She was able to engage in cheating and hurting your fiancee. If she was not the kind of person to put her feeling before devastating another, she would have asked you to do the right thing and leave your fiancee if you cared for her. 

She is the kind of person who can do that so, you may have that as a possibility in 10 or maybe 15 years when the relationship hits a rough spot and she meets some guy at work. 

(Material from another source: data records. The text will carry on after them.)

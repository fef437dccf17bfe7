use crate::error::GameError;
use crate::terminal::layout::{Hit, Layout};
use crossterm::event::{
    self, Event, KeyCode, KeyEvent, KeyEventKind, KeyModifiers, MouseButton, MouseEvent,
    MouseEventKind,
};
use std::time::Duration;

#[derive(Clone, Copy, Debug, PartialEq, Eq)]
pub enum Direction
{
    Up,
    Down,
    Left,
    Right,
}

#[derive(Clone, Copy, Debug, PartialEq, Eq)]
pub enum Command
{
    Quit,
    Select
    {
        row: usize,
        col: usize,
    },
    Move(Direction),
    /// Space/Enter: pick the cursor cell, or restart once the game is over.
    Confirm,
    PlayAgain,
}

/// Keyboard cursor over the grid.
#[derive(Clone, Copy, Debug, PartialEq, Eq)]
pub struct Cursor
{
    row: usize,
    col: usize,
    rows: usize,
    cols: usize,
}

impl Cursor
{
    pub fn new(rows: usize, cols: usize) -> Self
    {
        Self {
            row: 0,
            col: 0,
            rows,
            cols,
        }
    }

    pub fn position(&self) -> (usize, usize)
    {
        (self.row, self.col)
    }

    pub fn place(&mut self, row: usize, col: usize)
    {
        self.row = row.min(self.rows.saturating_sub(1));
        self.col = col.min(self.cols.saturating_sub(1));
    }

    pub fn step(&mut self, direction: Direction)
    {
        match direction {
            Direction::Up => self.row = self.row.saturating_sub(1),
            Direction::Down => self.place(self.row + 1, self.col),
            Direction::Left => self.col = self.col.saturating_sub(1),
            Direction::Right => self.place(self.row, self.col + 1),
        }
    }
}

pub fn read_commands(layout: &Layout) -> Result<Vec<Command>, GameError>
{
    let mut commands = Vec::new();
    while event::poll(Duration::from_millis(0))? {
        if let Some(command) = translate(&event::read()?, layout) {
            commands.push(command);
        }
    }
    Ok(commands)
}

pub fn translate(event: &Event, layout: &Layout) -> Option<Command>
{
    match event {
        Event::Key(key) => translate_key(key),
        Event::Mouse(MouseEvent {
            kind: MouseEventKind::Down(MouseButton::Left),
            column,
            row,
            ..
        }) => match layout.hit(*column, *row)? {
            Hit::Cell { row, col } => Some(Command::Select { row, col }),
            Hit::PlayAgain => Some(Command::PlayAgain),
        },
        _ => None,
    }
}

fn translate_key(key: &KeyEvent) -> Option<Command>
{
    if key.kind == KeyEventKind::Release {
        return None;
    }
    let command = match key.code {
        KeyCode::Esc | KeyCode::Char('q') => Command::Quit,
        KeyCode::Char('c') if key.modifiers.contains(KeyModifiers::CONTROL) => Command::Quit,
        KeyCode::Up | KeyCode::Char('k') => Command::Move(Direction::Up),
        KeyCode::Down | KeyCode::Char('j') => Command::Move(Direction::Down),
        KeyCode::Left | KeyCode::Char('h') => Command::Move(Direction::Left),
        KeyCode::Right | KeyCode::Char('l') => Command::Move(Direction::Right),
        KeyCode::Enter | KeyCode::Char(' ') => Command::Confirm,
        KeyCode::Char('r') => Command::PlayAgain,
        _ => return None,
    };
    Some(command)
}

#[cfg(test)]
mod tests
{
    use super::*;

    fn key(code: KeyCode) -> Event
    {
        Event::Key(KeyEvent::new(code, KeyModifiers::NONE))
    }

    fn click(kind: MouseEventKind, column: u16, row: u16) -> Event
    {
        Event::Mouse(MouseEvent {
            kind,
            column,
            row,
            modifiers: KeyModifiers::NONE,
        })
    }

    #[test]
    fn test_left_click_on_cell_selects_it()
    {
        let layout = Layout::new(7, 5);
        let (x, y) = layout.cell_origin(3, 2);
        let event = click(MouseEventKind::Down(MouseButton::Left), x + 1, y);
        assert_eq!(translate(&event, &layout), Some(Command::Select { row: 3, col: 2 }));
    }

    #[test]
    fn test_other_mouse_events_are_dropped()
    {
        let layout = Layout::new(7, 5);
        let (x, y) = layout.cell_origin(0, 0);
        let right = click(MouseEventKind::Down(MouseButton::Right), x, y);
        let release = click(MouseEventKind::Up(MouseButton::Left), x, y);
        let moved = click(MouseEventKind::Moved, x, y);
        assert_eq!(translate(&right, &layout), None);
        assert_eq!(translate(&release, &layout), None);
        assert_eq!(translate(&moved, &layout), None);
        // gap between cells
        let gap = click(MouseEventKind::Down(MouseButton::Left), x + 6, y);
        assert_eq!(translate(&gap, &layout), None);
    }

    #[test]
    fn test_click_on_play_again()
    {
        let layout = Layout::new(7, 5);
        let event = click(
            MouseEventKind::Down(MouseButton::Left),
            4,
            layout.play_again_line(),
        );
        assert_eq!(translate(&event, &layout), Some(Command::PlayAgain));
    }

    #[test]
    fn test_key_bindings()
    {
        let layout = Layout::new(7, 5);
        let cases = [
            (KeyCode::Esc, Some(Command::Quit)),
            (KeyCode::Char('q'), Some(Command::Quit)),
            (KeyCode::Up, Some(Command::Move(Direction::Up))),
            (KeyCode::Char('l'), Some(Command::Move(Direction::Right))),
            (KeyCode::Enter, Some(Command::Confirm)),
            (KeyCode::Char(' '), Some(Command::Confirm)),
            (KeyCode::Char('r'), Some(Command::PlayAgain)),
            (KeyCode::Char('x'), None),
        ];
        for (code, expected) in cases {
            assert_eq!(translate(&key(code), &layout), expected, "{code:?}");
        }
        let ctrl_c = Event::Key(KeyEvent::new(KeyCode::Char('c'), KeyModifiers::CONTROL));
        assert_eq!(translate(&ctrl_c, &layout), Some(Command::Quit));
    }

    #[test]
    fn test_key_release_is_ignored()
    {
        let layout = Layout::new(7, 5);
        let mut release = KeyEvent::new(KeyCode::Enter, KeyModifiers::NONE);
        release.kind = KeyEventKind::Release;
        assert_eq!(translate(&Event::Key(release), &layout), None);
    }

    #[test]
    fn test_cursor_stays_on_grid()
    {
        let mut cursor = Cursor::new(7, 5);
        cursor.step(Direction::Up);
        cursor.step(Direction::Left);
        assert_eq!(cursor.position(), (0, 0));
        for _ in 0..10 {
            cursor.step(Direction::Down);
            cursor.step(Direction::Right);
        }
        assert_eq!(cursor.position(), (6, 4));
        cursor.place(20, 1);
        assert_eq!(cursor.position(), (6, 1));
    }
}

So in the end, your gilt may be assuaged if you or your wife experience the devastation of cheating and abandonment.


----------



## needadviceplease1 (Sep 21, 2009)

That's the thing. We seem to trust each other so much and it isn't even an issue in our relationship. Not to say it couldn't be an issue down the road like you mentioned. But why would any guilt go away if one of us cheated? Because we would see how it feels? By the way, I know for a fact my ex had talked to other guys before we got engaged (possibly another reason why the relationship broke down). Not sure if any of it became sexual but she was one to constantly flirt (and flaunt) for guys.
_Posted via Mobile Device_


----------



## magnoliagal (Mar 30, 2011)

Why did you get married if you still felt this guilty over an Ex?


----------



## needadviceplease1 (Sep 21, 2009)

That was a mistake I made, but I can not do anything about that now.
_Posted via Mobile Device_


----------



## Catherine602 (Oct 14, 2010)

Guilt is punishing yourself because you believe that you deserve it. If you experience the same pain that you inflicted, you may feel on some level that you paid your debt and that the wheel of life has come full circle. 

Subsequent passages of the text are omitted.